Explanation: **Explanation:** The correct answer is **High doses of Vitamin C (Ascorbic acid)**. **Mechanism of Action:** Iron absorption occurs primarily in the duodenum and proximal jejunum. Dietary iron exists in two forms: Heme and Non-heme. Non-heme iron is usually in the **Ferric (Fe³⁺)** state, which is insoluble and cannot be absorbed. Vitamin C acts as a potent reducing agent that converts Ferric (Fe³⁺) iron into the **Ferrous (Fe²⁺)** state. The Ferrous form is more soluble and is the specific substrate for the **Divalent Metal Transporter 1 (DMT-1)** located on the apical membrane of enterocytes.
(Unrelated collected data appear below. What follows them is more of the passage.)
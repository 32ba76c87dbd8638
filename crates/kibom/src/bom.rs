use std::io::{self, Write};
use std::path::PathBuf;

use anyhow::Result;
use clap::{Args, ValueEnum};
use comfy_table::Table;
use comfy_table::presets::UTF8_FULL_CONDENSED;
use kibom_sch::BomGroup;

#[derive(ValueEnum, Debug, Clone, Default)]
pub enum BomFormat {
    #[default]
    Table,
    Json,
}

impl std::fmt::Display for BomFormat {
    fn fmt(&self, f: &mut std::fmt::Formatter<'_>) -> std::fmt::Result {
        match self {
            BomFormat::Table => write!(f, "table"),
            BomFormat::Json => write!(f, "json"),
        }
    }
}

#[derive(Args, Debug, Clone)]
#[command(about = "Generate the grouped Bill of Materials (BOM)")]
pub struct BomArgs {
    /// Zip archive, directory, or single .kicad_sch file
    #[arg(value_name = "INPUT", value_hint = clap::ValueHint::AnyPath)]
    pub input: PathBuf,

    /// Output format
    #[arg(short, long, default_value_t = BomFormat::Table)]
    pub format: BomFormat,
}

pub fn execute(args: BomArgs) -> Result<()> {
    let hierarchy = crate::sources::load_project(&args.input)?;

    let mut writer = io::stdout().lock();
    match args.format {
        BomFormat::Json => {
            serde_json::to_writer_pretty(&mut writer, hierarchy.bom())?;
            writeln!(writer)?;
        }
        BomFormat::Table => write_bom_table(hierarchy.bom(), writer)?,
    }
    Ok(())
}

fn write_bom_table<W: Write>(bom: &[BomGroup], mut writer: W) -> io::Result<()> {
    let mut table = Table::new();
    table.load_preset(UTF8_FULL_CONDENSED);
    table.set_content_arrangement(comfy_table::ContentArrangement::DynamicFullWidth);
    table.set_header(vec![
        "Designators",
        "Name",
        "Footprint",
        "Datasheet",
        "Description",
        "DNP",
        "Qty",
    ]);

    for group in bom {
        table.add_row(vec![
            group.references().join(","),
            group.name.clone(),
            group.footprint.clone(),
            group.datasheet.clone(),
            group.description.clone(),
            if group.dnp { "Yes" } else { "No" }.to_string(),
            group.quantity().to_string(),
        ]);
    }

    writeln!(writer, "{table}")
}
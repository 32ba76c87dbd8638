use std::io::{self, Write};
use std::path::PathBuf;

use anyhow::{Context, Result};
use clap::Args;
use kibom_sch::Document;
use serde::Serialize;

#[derive(Args, Debug, Clone)]
#[command(about = "Extract root-sheet ports (hierarchical labels and power symbols)")]
pub struct PortsArgs {
    /// Zip archive, directory, or single .kicad_sch file
    #[arg(value_name = "INPUT", value_hint = clap::ValueHint::AnyPath)]
    pub input: PathBuf,
}

/// Ports of a design: the root sheet's hierarchical labels plus its global
/// power connections.
#[derive(Serialize)]
struct PortsReport<'a> {
    hierarchical_labels: Vec<LabelPort<'a>>,
    global_power_ports: Vec<PowerPort<'a>>,
}

#[derive(Serialize)]
struct LabelPort<'a> {
    name: &'a str,
    #[serde(skip_serializing_if = "Option::is_none")]
    uuid: Option<&'a str>,
}

#[derive(Serialize)]
struct PowerPort<'a> {
    reference: &'a str,
    net: &'a str,
    uuid: &'a str,
}

pub fn execute(args: PortsArgs) -> Result<()> {
    let hierarchy = crate::sources::load_project(&args.input)?;
    let root = hierarchy
        .root_document()
        .context("ports are keyed off the root schematic")?;

    let mut writer = io::stdout().lock();
    serde_json::to_writer_pretty(&mut writer, &ports_report(root))?;
    writeln!(writer)?;
    Ok(())
}

fn ports_report(root: &Document) -> PortsReport<'_> {
    PortsReport {
        hierarchical_labels: root
            .hierarchical_labels()
            .into_iter()
            .map(|label| LabelPort {
                name: &label.text,
                uuid: label.uuid.as_deref(),
            })
            .collect(),
        global_power_ports: root
            .power_symbols()
            .into_iter()
            .map(|symbol| PowerPort {
                reference: &symbol.reference,
                net: &symbol.value,
                uuid: &symbol.uuid,
            })
            .collect(),
    }
}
Additionally, Vitamin C forms a chelate with iron in the acidic environment of the stomach, preventing it from precipitating in the alkaline environment of the small intestine. **Analysis of Incorrect Options:** * **Vitamin A:** While Vitamin A deficiency is linked to anemia (due to impaired mobilization of iron from stores), it does not directly facilitate the acute absorption of iron in the gut. * **Essential Fatty Acids:** These are vital for cell membrane integrity and prostaglandin synthesis but have no biochemical role in the reduction or transport of iron. * **Vitamin D:** Vitamin D is crucial for calcium and phosphorus homeostasis; it does not influence iron transporters or its oxidation state. **NEET-PG High-Yield Pearls:** * **Enhancers of Iron Absorption:** Vitamin C, Gastric Acid (HCl), and Amino acids (Cysteine). * **Inhibitors of Iron Absorption:** Phytates (cereals), Oxalates (spinach), Tannins (tea/coffee), Calcium, and Phosphates. * **Storage & Transport:** Iron is stored as **Ferritin** and transported in the blood by **Transferrin**. * **Hepcidin:** The key negative regulator of iron absorption; it degrades ferroportin.